Defendant asserts that Judge Stark afforded rights to plaintiff that would not be available to an English-speaking litigant. This characterization completely misstates Judge Stark's opinion. Judge Stark concluded that plaintiff was induced to sign the franchise agreement by virtue of misrepresentations of the contents of that agreement. Under those circumstances, any litigant would be entitled to a return of funds deposited. See Berman v. Gurwicz, 178 N.J. Super. 611, 617-18 (Ch. Div. 1980).

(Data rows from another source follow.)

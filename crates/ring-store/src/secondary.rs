use crate::invariants::{debug_assert_cursor_in_bounds, debug_assert_lock_order};
use crate::metrics::RingMetrics;
use crate::snapshot::{reindex_and_select, Snapshot, TimeWindow};
use crate::RingError;
use std::sync::{Mutex, MutexGuard};

struct SecondaryState {
    samples: Vec<f64>,
    times: Vec<f64>,
    w: usize,
    full: bool,
}

impl SecondaryState {
    fn push(&mut self, buffer_len: usize, timestamp: f64, value: f64, metrics: &RingMetrics) {
        let w = self.w;
        debug_assert_cursor_in_bounds!(w, buffer_len);
        self.samples[w] = value;
        self.times[w] = timestamp;
        self.w = (w + 1) % buffer_len;
        if !self.full && self.w == 0 {
            self.full = true;
            metrics.record_wrap();
        }
        metrics.record_append();
    }
}

/// One independently-clocked measurement channel: its own lock, its own write
/// cursor, its own buffer length. Unlike [`crate::PrimaryRing`], a secondary channel
/// advances on its own schedule, uncoupled from every other channel.
pub struct SecondaryRing {
    state: Mutex<SecondaryState>,
    buffer_len: usize,
    metrics: RingMetrics,
}

impl SecondaryRing {
    pub fn new(buffer_len: usize) -> Result<Self, RingError> {
        if buffer_len == 0 {
            return Err(RingError::ZeroLengthBuffer);
        }
        Ok(Self {
            state: Mutex::new(SecondaryState {
                samples: vec![0.0; buffer_len],
                times: vec![0.0; buffer_len],
                w: 0,
                full: false,
            }),
            buffer_len,
            metrics: RingMetrics::new(),
        })
    }

    pub fn buffer_len(&self) -> usize {
        self.buffer_len
    }

    pub fn metrics(&self) -> &RingMetrics {
        &self.metrics
    }

    pub fn is_full(&self) -> bool {
        self.state.lock().unwrap().full
    }

    /// Pushes one `(timestamp, value)` pair, taking the lock itself.
    pub fn push_sample(&self, timestamp: f64, value: f64) {
        let mut state = self.state.lock().unwrap();
        state.push(self.buffer_len, timestamp, value, &self.metrics);
    }

    /// Pushes a chunk of samples under a single lock acquisition, so readers never
    /// observe a partial chunk.
    pub fn push_chunk(&self, timestamps: &[f64], values: &[f64]) -> Result<(), RingError> {
        if timestamps.len() != values.len() {
            return Err(RingError::ChunkLengthMismatch {
                timestamps: timestamps.len(),
                values: values.len(),
            });
        }
        let mut state = self.state.lock().unwrap();
        for (&t, &v) in timestamps.iter().zip(values) {
            state.push(self.buffer_len, t, v, &self.metrics);
        }
        Ok(())
    }

    fn copy_locked(&self) -> (Vec<f64>, Vec<f64>, usize, bool) {
        let state = self.state.lock().unwrap();
        (
            state.samples.clone(),
            state.times.clone(),
            state.w,
            state.full,
        )
    }

    /// Takes a consistent snapshot of this one channel within `window`.
    pub fn snapshot(&self, window: TimeWindow) -> Snapshot {
        let (samples, times, w, full) = self.copy_locked();
        self.metrics.record_snapshot();
        reindex_and_select(&[samples], &times, self.buffer_len, full, w, window)
    }
}

/// The collection of every secondary channel a node exposes, keyed by channel index.
///
/// Channels are locked independently so that a write to one never blocks a write to
/// another, but a [`SecondaryBank::snapshot_all`] call still needs every lock held at
/// once to guarantee the per-channel snapshots it returns are mutually consistent with
/// one another at a single instant. Locks are always acquired in index order to rule
/// out lock-order deadlocks between concurrent snapshot calls.
pub struct SecondaryBank {
    rings: Vec<SecondaryRing>,
}

impl SecondaryBank {
    pub fn new(buffer_lens: &[usize]) -> Result<Self, RingError> {
        let rings = buffer_lens
            .iter()
            .map(|&len| SecondaryRing::new(len))
            .collect::<Result<Vec<_>, _>>()?;
        Ok(Self { rings })
    }

    pub fn channel_count(&self) -> usize {
        self.rings.len()
    }

    fn ring(&self, channel: usize) -> Result<&SecondaryRing, RingError> {
        self.rings
            .get(channel)
            .ok_or(RingError::ChannelIndexOutOfRange {
                index: channel,
                len: self.rings.len(),
            })
    }

    /// Pushes one `(timestamp, value)` pair onto channel `channel`.
    pub fn push_sample(&self, channel: usize, timestamp: f64, value: f64) -> Result<(), RingError> {
        self.ring(channel)?.push_sample(timestamp, value);
        Ok(())
    }

    /// Pushes a chunk of samples onto channel `channel` under a single lock
    /// acquisition.
    pub fn push_chunk(
        &self,
        channel: usize,
        timestamps: &[f64],
        values: &[f64],
    ) -> Result<(), RingError> {
        self.ring(channel)?.push_chunk(timestamps, values)
    }

    /// Takes a mutually consistent snapshot of every secondary channel within
    /// `window`. Locks are held across every channel at once, then released before
    /// any unwrapping or windowing work happens.
    pub fn snapshot_all(&self, window: TimeWindow) -> Vec<Snapshot> {
        let guards: Vec<MutexGuard<'_, SecondaryState>> = {
            let mut guards = Vec::with_capacity(self.rings.len());
            let mut prev = 0usize;
            for (i, ring) in self.rings.iter().enumerate() {
                if i > 0 {
                    debug_assert_lock_order!(prev, i);
                }
                guards.push(ring.state.lock().unwrap());
                prev = i;
            }
            guards
        };

        let copies: Vec<(Vec<f64>, Vec<f64>, usize, bool)> = guards
            .iter()
            .map(|g| (g.samples.clone(), g.times.clone(), g.w, g.full))
            .collect();
        drop(guards);

        copies
            .into_iter()
            .zip(&self.rings)
            .map(|((samples, times, w, full), ring)| {
                ring.metrics.record_snapshot();
                reindex_and_select(&[samples], &times, ring.buffer_len, full, w, window)
            })
            .collect()
    }

    /// Takes a snapshot of a single channel without locking the whole bank.
    pub fn snapshot_one(&self, channel: usize, window: TimeWindow) -> Result<Snapshot, RingError> {
        Ok(self.ring(channel)?.snapshot(window))
    }
}

#[cfg(test)]
mod tests {
    use super::*;

    #[test]
    fn single_channel_push_and_snapshot() {
        let ring = SecondaryRing::new(4).unwrap();
        for (t, v) in [(1.0, 10.0), (2.0, 20.0), (3.0, 30.0)] {
            ring.push_sample(t, v);
        }
        let snap = ring.snapshot(TimeWindow::new(0.0, 10.0));
        assert_eq!(snap.data, vec![vec![10.0, 20.0, 30.0]]);
        assert_eq!(snap.ages, vec![2.0, 1.0, 0.0]);
        assert!(!ring.is_full());
    }

    #[test]
    fn chunk_push_is_atomic_and_ordered() {
        let ring = SecondaryRing::new(4).unwrap();
        ring.push_chunk(&[1.0, 2.0, 3.0], &[10.0, 20.0, 30.0]).unwrap();
        let snap = ring.snapshot(TimeWindow::new(0.0, 10.0));
        assert_eq!(snap.data, vec![vec![10.0, 20.0, 30.0]]);
    }

    #[test]
    fn chunk_push_rejects_mismatched_lengths() {
        let ring = SecondaryRing::new(4).unwrap();
        let err = ring.push_chunk(&[1.0, 2.0], &[10.0]).unwrap_err();
        assert_eq!(
            err,
            RingError::ChunkLengthMismatch {
                timestamps: 2,
                values: 1
            }
        );
    }

    #[test]
    fn independent_channels_wrap_on_their_own_schedules() {
        let bank = SecondaryBank::new(&[2, 8]).unwrap();
        bank.push_sample(0, 1.0, 1.0).unwrap();
        bank.push_sample(0, 2.0, 2.0).unwrap();
        bank.push_sample(0, 3.0, 3.0).unwrap();
        bank.push_sample(1, 1.0, 100.0).unwrap();

        assert!(bank.snapshot_one(0, TimeWindow::new(0.0, 10.0)).is_ok());
        let snap0 = bank.snapshot_one(0, TimeWindow::new(0.0, 10.0)).unwrap();
        assert_eq!(snap0.data, vec![vec![2.0, 3.0]]);

        let snap1 = bank.snapshot_one(1, TimeWindow::new(0.0, 10.0)).unwrap();
        assert_eq!(snap1.data, vec![vec![100.0]]);
    }

    #[test]
    fn snapshot_all_returns_one_snapshot_per_channel() {
        let bank = SecondaryBank::new(&[4, 4, 4]).unwrap();
        bank.push_sample(0, 1.0, 1.0).unwrap();
        bank.push_sample(1, 1.0, 2.0).unwrap();
        bank.push_sample(2, 1.0, 3.0).unwrap();

        let snaps = bank.snapshot_all(TimeWindow::new(0.0, 10.0));
        assert_eq!(snaps.len(), 3);
        assert_eq!(snaps[0].data, vec![vec![1.0]]);
        assert_eq!(snaps[1].data, vec![vec![2.0]]);
        assert_eq!(snaps[2].data, vec![vec![3.0]]);
    }

    #[test]
    fn out_of_range_channel_is_an_error() {
        let bank = SecondaryBank::new(&[4]).unwrap();
        assert_eq!(
            bank.push_sample(1, 1.0, 1.0).unwrap_err(),
            RingError::ChannelIndexOutOfRange { index: 1, len: 1 }
        );
    }
}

Judge Stark's factual findings were solidly grounded in substantial, credible evidence in this record and her legal conclusions from those facts were correct. Her decision may not be disturbed on appeal. See Rova Farms Resort, Inc. v. Investors Ins. Co., 65 N.J. 474, 484 (1974) ("findings by the trial judge are considered binding on appeal when supported by adequate, substantial and credible evidence"); Fagliarone v. Township of North Bergen, 78 N.J. Super. 154, 155 (App. Div.) (an appellate court will not "disturb the factual findings and legal conclusions of the trial judge unless we are convinced that they are so manifestly unsupported by or inconsistent with the competent, relevant and reasonably credible evidence as to offend the interests of justice."), certif. denied, 40 N.J. 221 (1963).
We affirm for the reasons expressed by Judge Stark in her thorough oral opinion of April 5, 2005.
The judgment also awarded attorneys fees in an unspecified amount. The fees were justified by the judge's finding of a violation of the New Jersey Consumer Fraud Act, N.J.S.A. 56:8-1 to -20. The record does not reflect when those fees were quantified or in what amount, but defendant has not briefed any issue regarding the amount of the fees. Accordingly, that issue is waived. Liebling v. Garden State Indemn., 337 N.J. Super. 447, 465-66 (App. Div. 2001).